ACTION ITEM:
Filter the records for lines holding the string "crate".

——————

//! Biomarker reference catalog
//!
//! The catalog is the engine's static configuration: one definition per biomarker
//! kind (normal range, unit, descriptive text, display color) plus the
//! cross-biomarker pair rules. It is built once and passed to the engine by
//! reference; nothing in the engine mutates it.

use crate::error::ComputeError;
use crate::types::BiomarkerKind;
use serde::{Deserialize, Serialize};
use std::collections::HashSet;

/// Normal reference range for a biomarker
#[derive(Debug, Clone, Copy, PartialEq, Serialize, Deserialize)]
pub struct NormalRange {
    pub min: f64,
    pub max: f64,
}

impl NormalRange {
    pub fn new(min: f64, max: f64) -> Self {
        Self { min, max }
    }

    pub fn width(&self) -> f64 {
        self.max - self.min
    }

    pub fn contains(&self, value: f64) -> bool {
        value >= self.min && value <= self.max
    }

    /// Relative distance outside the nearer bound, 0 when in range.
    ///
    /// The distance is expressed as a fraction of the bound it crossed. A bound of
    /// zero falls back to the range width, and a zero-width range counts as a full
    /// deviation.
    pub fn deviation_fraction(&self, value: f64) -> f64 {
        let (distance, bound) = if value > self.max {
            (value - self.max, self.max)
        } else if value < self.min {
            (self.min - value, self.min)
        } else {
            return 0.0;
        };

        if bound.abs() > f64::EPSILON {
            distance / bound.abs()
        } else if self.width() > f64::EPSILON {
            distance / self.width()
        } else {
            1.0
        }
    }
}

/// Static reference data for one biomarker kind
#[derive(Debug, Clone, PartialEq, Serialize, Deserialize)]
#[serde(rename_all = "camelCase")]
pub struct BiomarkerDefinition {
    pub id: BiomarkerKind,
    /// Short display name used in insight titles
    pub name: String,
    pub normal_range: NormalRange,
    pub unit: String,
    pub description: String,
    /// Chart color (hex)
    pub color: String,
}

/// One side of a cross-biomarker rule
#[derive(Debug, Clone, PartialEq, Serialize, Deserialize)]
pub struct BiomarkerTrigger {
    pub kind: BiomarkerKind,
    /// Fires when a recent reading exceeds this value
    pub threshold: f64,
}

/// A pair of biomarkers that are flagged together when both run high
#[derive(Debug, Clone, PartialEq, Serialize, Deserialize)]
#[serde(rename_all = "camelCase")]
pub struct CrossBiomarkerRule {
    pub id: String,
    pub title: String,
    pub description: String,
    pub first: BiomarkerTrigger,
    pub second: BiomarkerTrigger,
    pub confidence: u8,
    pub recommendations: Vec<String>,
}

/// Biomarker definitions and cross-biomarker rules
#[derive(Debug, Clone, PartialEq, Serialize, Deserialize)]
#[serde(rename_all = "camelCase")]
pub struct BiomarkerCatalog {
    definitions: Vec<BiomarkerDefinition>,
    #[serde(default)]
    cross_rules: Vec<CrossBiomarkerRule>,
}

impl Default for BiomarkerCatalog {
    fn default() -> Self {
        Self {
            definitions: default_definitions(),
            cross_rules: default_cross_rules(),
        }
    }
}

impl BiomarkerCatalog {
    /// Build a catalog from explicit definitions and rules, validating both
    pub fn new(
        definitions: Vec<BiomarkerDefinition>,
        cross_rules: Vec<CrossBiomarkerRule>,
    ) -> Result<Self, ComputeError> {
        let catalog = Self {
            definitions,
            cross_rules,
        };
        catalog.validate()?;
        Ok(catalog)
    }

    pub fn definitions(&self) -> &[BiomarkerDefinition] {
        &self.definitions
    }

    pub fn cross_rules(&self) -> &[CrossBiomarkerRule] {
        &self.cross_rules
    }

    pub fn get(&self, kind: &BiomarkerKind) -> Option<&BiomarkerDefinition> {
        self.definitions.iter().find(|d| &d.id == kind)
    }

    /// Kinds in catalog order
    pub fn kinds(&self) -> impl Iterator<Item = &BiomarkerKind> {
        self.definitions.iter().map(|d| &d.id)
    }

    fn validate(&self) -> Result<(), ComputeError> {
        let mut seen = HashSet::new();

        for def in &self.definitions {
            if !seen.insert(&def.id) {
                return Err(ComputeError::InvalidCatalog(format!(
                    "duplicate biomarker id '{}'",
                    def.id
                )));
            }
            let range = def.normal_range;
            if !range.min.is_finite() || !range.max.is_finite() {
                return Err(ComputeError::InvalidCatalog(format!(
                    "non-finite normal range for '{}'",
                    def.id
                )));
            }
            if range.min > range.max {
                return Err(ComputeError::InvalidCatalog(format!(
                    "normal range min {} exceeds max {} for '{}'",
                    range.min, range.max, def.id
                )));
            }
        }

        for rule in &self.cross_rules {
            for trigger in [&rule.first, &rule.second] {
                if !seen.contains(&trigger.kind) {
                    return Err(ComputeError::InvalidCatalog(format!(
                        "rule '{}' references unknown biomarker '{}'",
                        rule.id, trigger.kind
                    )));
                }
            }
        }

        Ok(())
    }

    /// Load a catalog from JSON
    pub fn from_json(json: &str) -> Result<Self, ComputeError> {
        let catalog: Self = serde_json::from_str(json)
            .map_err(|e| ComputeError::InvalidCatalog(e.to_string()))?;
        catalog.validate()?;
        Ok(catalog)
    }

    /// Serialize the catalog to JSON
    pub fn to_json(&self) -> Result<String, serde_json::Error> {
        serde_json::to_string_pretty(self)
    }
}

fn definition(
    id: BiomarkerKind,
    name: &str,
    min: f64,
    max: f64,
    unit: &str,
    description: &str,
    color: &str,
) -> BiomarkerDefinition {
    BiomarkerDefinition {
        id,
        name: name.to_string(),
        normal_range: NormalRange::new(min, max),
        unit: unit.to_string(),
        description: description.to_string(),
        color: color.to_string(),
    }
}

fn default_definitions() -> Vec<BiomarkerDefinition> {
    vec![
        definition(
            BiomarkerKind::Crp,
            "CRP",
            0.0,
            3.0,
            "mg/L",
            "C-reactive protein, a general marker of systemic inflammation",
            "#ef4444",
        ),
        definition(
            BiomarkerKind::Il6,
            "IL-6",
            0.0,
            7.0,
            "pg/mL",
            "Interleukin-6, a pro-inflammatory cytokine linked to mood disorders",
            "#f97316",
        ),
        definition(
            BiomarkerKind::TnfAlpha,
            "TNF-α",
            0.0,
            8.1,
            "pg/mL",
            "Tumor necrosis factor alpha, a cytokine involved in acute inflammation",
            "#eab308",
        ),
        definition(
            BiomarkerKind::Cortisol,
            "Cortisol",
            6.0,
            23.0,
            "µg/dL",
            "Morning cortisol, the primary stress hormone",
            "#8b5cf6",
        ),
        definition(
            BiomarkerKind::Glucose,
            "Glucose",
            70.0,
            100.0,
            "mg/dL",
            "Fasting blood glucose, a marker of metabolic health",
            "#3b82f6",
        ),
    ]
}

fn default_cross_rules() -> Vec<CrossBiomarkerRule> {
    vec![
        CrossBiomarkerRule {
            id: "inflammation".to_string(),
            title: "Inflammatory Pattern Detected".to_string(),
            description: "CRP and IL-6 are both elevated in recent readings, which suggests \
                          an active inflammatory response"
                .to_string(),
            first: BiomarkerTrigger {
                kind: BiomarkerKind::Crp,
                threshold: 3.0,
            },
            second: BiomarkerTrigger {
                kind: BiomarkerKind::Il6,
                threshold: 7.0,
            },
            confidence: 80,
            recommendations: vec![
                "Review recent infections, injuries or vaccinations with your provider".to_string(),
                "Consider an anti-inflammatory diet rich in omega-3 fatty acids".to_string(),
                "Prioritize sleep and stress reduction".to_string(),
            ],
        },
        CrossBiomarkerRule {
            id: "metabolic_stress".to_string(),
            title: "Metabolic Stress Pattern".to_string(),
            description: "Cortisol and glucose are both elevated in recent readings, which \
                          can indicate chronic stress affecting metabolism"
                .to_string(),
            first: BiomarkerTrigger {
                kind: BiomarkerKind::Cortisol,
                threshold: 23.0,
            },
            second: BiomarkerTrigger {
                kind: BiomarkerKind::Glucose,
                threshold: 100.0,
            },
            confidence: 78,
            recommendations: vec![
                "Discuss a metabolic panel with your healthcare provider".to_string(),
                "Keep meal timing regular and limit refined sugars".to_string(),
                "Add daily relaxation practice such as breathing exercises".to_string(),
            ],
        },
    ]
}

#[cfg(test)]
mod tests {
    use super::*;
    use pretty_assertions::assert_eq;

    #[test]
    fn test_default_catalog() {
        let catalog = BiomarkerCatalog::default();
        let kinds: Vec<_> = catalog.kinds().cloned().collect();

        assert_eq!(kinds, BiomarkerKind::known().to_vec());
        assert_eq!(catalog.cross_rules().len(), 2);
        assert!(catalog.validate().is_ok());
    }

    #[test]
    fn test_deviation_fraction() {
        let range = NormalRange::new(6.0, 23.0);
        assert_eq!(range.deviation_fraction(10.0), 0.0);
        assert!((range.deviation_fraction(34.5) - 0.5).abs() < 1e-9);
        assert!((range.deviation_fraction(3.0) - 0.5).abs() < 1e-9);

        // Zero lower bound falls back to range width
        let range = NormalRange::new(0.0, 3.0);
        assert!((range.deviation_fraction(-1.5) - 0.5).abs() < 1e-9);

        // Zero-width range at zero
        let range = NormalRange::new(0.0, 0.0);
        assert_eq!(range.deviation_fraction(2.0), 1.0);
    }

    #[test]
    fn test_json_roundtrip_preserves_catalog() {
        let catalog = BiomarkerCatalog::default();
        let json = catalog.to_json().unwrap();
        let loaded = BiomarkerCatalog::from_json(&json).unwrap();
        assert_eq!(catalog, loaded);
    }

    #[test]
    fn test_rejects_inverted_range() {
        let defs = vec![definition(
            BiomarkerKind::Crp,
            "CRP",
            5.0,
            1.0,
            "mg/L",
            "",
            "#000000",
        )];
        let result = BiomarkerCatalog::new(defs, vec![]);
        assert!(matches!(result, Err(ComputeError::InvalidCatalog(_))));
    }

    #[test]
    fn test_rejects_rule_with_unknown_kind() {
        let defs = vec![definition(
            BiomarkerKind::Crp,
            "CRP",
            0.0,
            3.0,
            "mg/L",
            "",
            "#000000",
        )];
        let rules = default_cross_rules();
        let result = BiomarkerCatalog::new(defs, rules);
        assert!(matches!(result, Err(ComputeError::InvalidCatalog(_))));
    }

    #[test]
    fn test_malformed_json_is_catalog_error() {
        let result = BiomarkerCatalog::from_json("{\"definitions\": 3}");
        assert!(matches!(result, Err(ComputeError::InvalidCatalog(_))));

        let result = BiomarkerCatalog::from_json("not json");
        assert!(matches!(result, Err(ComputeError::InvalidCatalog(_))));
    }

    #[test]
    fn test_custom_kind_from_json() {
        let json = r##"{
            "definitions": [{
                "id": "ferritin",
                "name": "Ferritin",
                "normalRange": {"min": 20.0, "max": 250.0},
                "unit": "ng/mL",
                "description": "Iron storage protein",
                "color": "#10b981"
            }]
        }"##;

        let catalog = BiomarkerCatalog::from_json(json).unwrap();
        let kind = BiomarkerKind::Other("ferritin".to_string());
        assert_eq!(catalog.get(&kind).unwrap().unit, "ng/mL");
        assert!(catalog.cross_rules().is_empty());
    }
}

——————

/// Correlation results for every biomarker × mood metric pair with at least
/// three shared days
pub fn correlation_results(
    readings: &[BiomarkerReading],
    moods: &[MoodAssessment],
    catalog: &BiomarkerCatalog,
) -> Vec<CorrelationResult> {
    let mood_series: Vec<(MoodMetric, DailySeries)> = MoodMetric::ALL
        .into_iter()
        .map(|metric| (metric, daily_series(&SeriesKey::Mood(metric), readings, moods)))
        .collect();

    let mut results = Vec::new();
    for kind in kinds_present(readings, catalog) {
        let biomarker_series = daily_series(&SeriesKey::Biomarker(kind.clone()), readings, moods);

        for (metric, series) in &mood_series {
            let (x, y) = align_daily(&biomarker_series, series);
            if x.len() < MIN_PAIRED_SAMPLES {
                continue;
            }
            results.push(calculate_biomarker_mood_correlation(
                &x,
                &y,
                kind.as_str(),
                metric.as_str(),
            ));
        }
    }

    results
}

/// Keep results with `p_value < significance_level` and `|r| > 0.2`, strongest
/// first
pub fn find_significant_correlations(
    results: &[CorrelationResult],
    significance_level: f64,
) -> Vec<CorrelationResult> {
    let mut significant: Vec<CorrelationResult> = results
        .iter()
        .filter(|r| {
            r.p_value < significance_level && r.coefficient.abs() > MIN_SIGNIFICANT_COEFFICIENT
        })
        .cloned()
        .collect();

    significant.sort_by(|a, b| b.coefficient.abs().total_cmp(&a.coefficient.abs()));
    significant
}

——————

ANSWER TO THIS TASK:
use crate::error::ComputeError;
use crate::types::BiomarkerKind;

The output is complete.